Many of Haiti's governmental offices and buildings were destroyed in the earthquake, and the Haitian government structure itself was fragile even before the temblor hit.
The aftermath of the 2004 tsunami also brought another change in relief efforts. After aid agencies from around the world tripped over each other in the rush to help the affected areas, the United Nations created a program called the "Cluster System" to coordinate relief efforts.
Under the program, U.N. agencies coordinate the work of aid agencies and non-governmental organizations (NGOs) to eliminate redundant efforts and confusion.
This approach helped put experts in water and sanitation on the ground in Haiti within days of the earthquake, according to Paul Sherlock of the charity group Oxfam.
"There are meetings every day at 3 p.m. at the Ministry of Water in Port-au-Prince, in the offices which have not been too badly damaged, so that all water and sanitation agencies will go to that meeting and coordinate how they best respond," he explained.
Sherlock said the "Cluster" approach worked well during the Gaza crisis and the Philippines' flooding last year, but the Haitian earthquake is by far the biggest test of the program.

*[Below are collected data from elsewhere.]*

//! Database operations for the storefront `PostgreSQL`.
//!
//! The content store is the source of truth for products, categories, and
//! orders; Postgres holds only the session table managed by
//! `tower-sessions-sqlx-store`. Carts, wishlists, and reviews live inside
//! those session rows as JSON snapshots.

use std::time::Duration;

use secrecy::ExposeSecret;
use sqlx::PgPool;
use sqlx::postgres::PgPoolOptions;

/// Create a `PostgreSQL` connection pool with sensible defaults.
///
/// # Errors
///
/// Returns `sqlx::Error` if the connection cannot be established.
pub async fn create_pool(database_url: &secrecy::SecretString) -> Result<PgPool, sqlx::Error> {
    PgPoolOptions::new()
        .max_connections(10)
        .min_connections(2)
        .acquire_timeout(Duration::from_secs(10))
        .connect(database_url.expose_secret())
        .await
}
//! Catalog route handlers for categories.

use axum::{
    Json,
    extract::{Path, State},
};
use serde::Serialize;
use tracing::instrument;

use comforty_core::{Category, CategoryId, Product};

use crate::error::{AppError, Result};
use crate::state::AppState;

/// Category detail response: the category plus the products filed under it.
#[derive(Debug, Serialize)]
#[serde(rename_all = "camelCase")]
pub struct CategoryDetail {
    pub category: Category,
    pub products: Vec<Product>,
}

/// List all categories.
#[instrument(skip(state))]
pub async fn index(State(state): State<AppState>) -> Result<Json<Vec<Category>>> {
    let categories = state.content().categories().await?;
    Ok(Json(categories))
}

/// Show a category with its products.
#[instrument(skip(state))]
pub async fn show(
    State(state): State<AppState>,
    Path(id): Path<CategoryId>,
) -> Result<Json<CategoryDetail>> {
    let category = state
        .content()
        .category_by_id(&id)
        .await?
        .ok_or_else(|| AppError::NotFound(format!("category {id}")))?;
    let products = state.content().products_by_category(&id).await?;
    Ok(Json(CategoryDetail { category, products }))
}
//! Comforty Storefront - public e-commerce JSON API.
//!
//! This binary serves the storefront API on port 3000.
//!
//! # Architecture
//!
//! - Axum web framework serving JSON
//! - Content store HTTP API (GROQ) for products, categories, and orders
//! - `PostgreSQL` for session storage only; the cart, wishlist, and review
//!   snapshots live inside the session rows

#![cfg_attr(not(test), forbid(unsafe_code))]

use axum::extract::State;
use axum::http::StatusCode;
use axum::{Router, middleware::from_fn, routing::get};
use sentry::integrations::tracing as sentry_tracing;
use tower_http::trace::TraceLayer;
use tracing_subscriber::{layer::SubscriberExt, util::SubscriberInitExt};

use comforty_storefront::config::StorefrontConfig;
use comforty_storefront::state::AppState;
use comforty_storefront::{db, middleware, routes};

/// Initialize Sentry error tracking and return guard that must be kept alive.
fn init_sentry(config: &StorefrontConfig) -> Option<sentry::ClientInitGuard> {
    let dsn = config.sentry_dsn.as_ref()?;

    let guard = sentry::init((
        dsn.as_str(),
        sentry::ClientOptions {
            release: sentry::release_name!(),
            attach_stacktrace: true,
            ..Default::default()
        },
    ));

    tracing::info!("Sentry initialized");
    Some(guard)
}

/// Filter tracing events to Sentry event types.
fn sentry_event_filter(metadata: &tracing::Metadata<'_>) -> sentry_tracing::EventFilter {
    match *metadata.level() {
        tracing::Level::ERROR | tracing::Level::WARN => sentry_tracing::EventFilter::Event,
        tracing::Level::INFO | tracing::Level::DEBUG => sentry_tracing::EventFilter::Breadcrumb,
        _ => sentry_tracing::EventFilter::Ignore,
    }
}

#[tokio::main]
async fn main() {
    // Load configuration from environment (needed for Sentry init)
    let config = StorefrontConfig::from_env().expect("Failed to load configuration");

    // Initialize Sentry (must be done before tracing subscriber)
    let _sentry_guard = init_sentry(&config);

    // Initialize tracing with EnvFilter and Sentry integration
    // Defaults to info level for our crate if RUST_LOG is not set
    let env_filter = tracing_subscriber::EnvFilter::try_from_default_env()
        .unwrap_or_else(|_| "comforty_storefront=info,tower_http=debug".into());

    tracing_subscriber::registry()
        .with(env_filter)
        .with(tracing_subscriber::fmt::layer())
        .with(sentry_tracing::layer().event_filter(sentry_event_filter))
        .init();

    // Initialize database connection pool
    let pool = db::create_pool(&config.database_url)
        .await
        .expect("Failed to create database pool");
    tracing::info!("Database pool created");

    // Create session layer (runs the session table migration)
    let session_layer = middleware::create_session_layer(&pool, &config)
        .await
        .expect("Failed to set up session store");

    // Build application state
    let state = AppState::new(config, pool);

    // Build router
    let app = Router::new()
        .route("/health", get(health))
        .route("/health/ready", get(readiness))
        .merge(routes::routes().layer(middleware::api_rate_limiter()))
        .layer(session_layer)
        .layer(from_fn(middleware::request_id_middleware))
        .layer(TraceLayer::new_for_http())
        .with_state(state.clone())
        // Sentry layers (outermost for full request coverage)
        .layer(sentry_tower::NewSentryLayer::new_from_top())
        .layer(sentry_tower::SentryHttpLayer::new().enable_transaction());

    // Start server
    let addr = state.config().socket_addr();
    tracing::info!("storefront listening on {}", addr);

    let listener = tokio::net::TcpListener::bind(addr)
        .await
        .expect("Failed to bind to address");

    axum::serve(listener, app)
        .with_graceful_shutdown(shutdown_signal())
        .await
        .expect("Server error");
}

/// Liveness health check endpoint.
///
/// Returns "ok" if the server is running. Does not check dependencies.
async fn health() -> &'static str {
    "ok"
}

/// Readiness health check endpoint.
///
/// Verifies database connectivity before returning OK.
/// Returns 503 Service Unavailable if the database is not reachable.
async fn readiness(State(state): State<AppState>) -> StatusCode {
    match sqlx::query("SELECT 1").fetch_one(state.pool()).await {
        Ok(_) => StatusCode::OK,
        Err(_) => StatusCode::SERVICE_UNAVAILABLE,
    }
}

/// Wait for shutdown signal (Ctrl+C or SIGTERM).
async fn shutdown_signal() {
    let ctrl_c = async {
        tokio::signal::ctrl_c()
            .await
            .expect("Failed to install Ctrl+C handler");
    };

    #[cfg(unix)]
    let terminate = async {
        tokio::signal::unix::signal(tokio::signal::unix::SignalKind::terminate())
            .expect("Failed to install signal handler")
            .recv()
            .await;
    };

    #[cfg(not(unix))]
    let terminate = std::future::pending::<()>();

    tokio::select! {
        () = ctrl_c => {},
        () = terminate => {},
    }

    tracing::info!("Shutdown signal received, starting graceful shutdown");
}
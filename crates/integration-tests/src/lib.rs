//! Integration tests for Comforty.
//!
//! # Running Tests
//!
//! ```bash
//! # Start the database and the storefront
//! docker compose up -d postgres
//! cargo run -p comforty-storefront
//!
//! # Run integration tests
//! cargo test -p comforty-integration-tests -- --ignored
//! ```
//!
//! # Test Categories
//!
//! - `storefront_catalog` - Catalog read endpoints
//! - `storefront_cart` - Cart and wishlist session state
//! - `storefront_checkout` - Checkout flow

/// Base URL for the storefront API (configurable via environment).
#[must_use]
pub fn storefront_base_url() -> String {
    std::env::var("COMFORTY_TEST_BASE_URL").unwrap_or_else(|_| "http://localhost:3000".to_string())
}

/// Create a client with a cookie store, so session state persists across
/// requests the way a browser would carry it.
///
/// # Panics
///
/// Panics if the client cannot be built.
#[must_use]
pub fn session_client() -> reqwest::Client {
    reqwest::Client::builder()
        .cookie_store(true)
        .build()
        .expect("Failed to create HTTP client")
}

ActionAid, an NGO based in South Africa, criticized the "Cluster System" following the Pakistani earthquake in 2006.
In a report on its Web site, ActionAid said "the U.N. failed to provide Urdu translators in coordination meetings in the aftermath of the Kashmir earthquake. This was just one of the shortcomings of the U.N.'s new 'cluster' approach to humanitarian relief coordination -- piloted in Pakistan -- that, in many ways, ignored or excluded local organizations and groups responding to the crisis."
ActionAid said the tents provided by the "housing cluster" did not stand up to the winter weather, an echo to one lesson learned from aid given after the tsunami.
"In Sri Lanka, for instance, people sent lots of tents, but many of the tents were very suitable for alpine mountaineering and wholly unsuitable for tropical environments," said da Silva.
The global aid response has been criticized in some quarters, but Oxfam predicts that having relief groups work together under the "Cluster System" will make the response to the Haitian earthquake more rapid than that of the 2004 tsunami.
Sherlock said for the past five years, for instance, the water and sanitation cluster has been working hard to make sure the equipment brought in by the various groups is compatible, so that pipes and tubes should fit together when assembled in Haiti.
Twelve cluster systems are up and functioning in Haiti already, U.N. Secretary-General Ban Ki-moon announced Tuesday.